Our successful pilot study led to continued eDNA surveying to protect high-risk lakes and ponds from non-native, invasive species
The Massachusetts Department of Conservation and Recreation (DCR) prioritizes the detection of non-native hydrilla and zebra mussels in waterbodies for early detection, control, or eradication. Our team was engaged to conduct environmental DNA (eDNA) surveys to evaluate the presence of these species in high-risk lakes and ponds.
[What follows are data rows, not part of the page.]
//! HTTP handler functions for the crash map API.

use actix_web::http::header;
use actix_web::{HttpResponse, web};
use crash_map_filter::validate_filter;
use crash_map_server_models::{
    ApiError, ApiHealth, ApiValidationError, CACHE_CONTROL_VALUE, TRUNCATED_HEADER,
    feature_collection, raw_filter_from_pairs,
};
use crash_map_source::{SourceError, query_features};

use crate::AppState;

/// `GET /api/health`
pub async fn health(state: web::Data<AppState>) -> HttpResponse {
    HttpResponse::Ok().json(ApiHealth {
        healthy: true,
        version: env!("CARGO_PKG_VERSION").to_string(),
        source: state.source.id().to_string(),
    })
}

/// `GET /api/crashes`
///
/// Validates the viewport filter, runs one remote query, and returns the
/// normalized features as a `FeatureCollection`.
pub async fn crashes(
    state: web::Data<AppState>,
    params: web::Query<Vec<(String, String)>>,
) -> HttpResponse {
    let raw = raw_filter_from_pairs(&params);

    let filter = match validate_filter(&raw) {
        Ok(filter) => filter,
        Err(e) => {
            log::warn!("Rejected crash query: {e}");
            return HttpResponse::BadRequest().json(ApiValidationError::from(e.issues));
        }
    };

    match query_features(state.source.as_ref(), &filter).await {
        Ok(result) => HttpResponse::Ok()
            .insert_header((TRUNCATED_HEADER, result.truncated.to_string()))
            .insert_header((header::CACHE_CONTROL, CACHE_CONTROL_VALUE))
            .json(feature_collection(result.features)),
        Err(e) => error_response(&e),
    }
}

/// Maps a query failure to a status code and JSON error body.
fn error_response(err: &SourceError) -> HttpResponse {
    match err {
        SourceError::Usage { message } => {
            log::warn!("Unusable crash query: {message}");
            HttpResponse::BadRequest().json(ApiError::new(message.clone()))
        }
        SourceError::Configuration { .. } | SourceError::Definition(_) | SourceError::Io(_) => {
            log::error!("Crash query misconfigured: {err}");
            HttpResponse::InternalServerError().json(ApiError::new(err.to_string()))
        }
        SourceError::Upstream { body, .. } | SourceError::MalformedResponse { body, .. } => {
            log::error!("Failed to query crashes: {err} (body: {body:?})");
            HttpResponse::BadGateway().json(ApiError::new(err.to_string()))
        }
        SourceError::Http(_) => {
            log::error!("Failed to query crashes: {err}");
            HttpResponse::BadGateway().json(ApiError::new(err.to_string()))
        }
    }
}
Detecting these species at initial introduction is imperative to prevent spread, but traditional survey techniques are expensive and can be ineffective at detecting species at low quantities. Testing for the presence of eDNA is a relatively new approach and involves sampling water to pick up traces of DNA without having to observe, handle, or capture the target species. Teaming with scientists at the University of Guelph and Precision Biomonitoring Incorporated (PBI), we developed and field-tested hydrilla and zebra mussel primers using physical local samples. During the pilot study, we were able to conclude that eDNA sampling is effective for determining the presence of zebra mussels and hydrilla.
Upon presenting our findings to the DCR, we were awarded a 3-year contract to conduct annual surveys to continue to monitor for both species in an expanded number of lakes and ponds. This allows us to provide accurate and timely information so that best management practices can be enacted to protect Massachusetts lakes and ponds.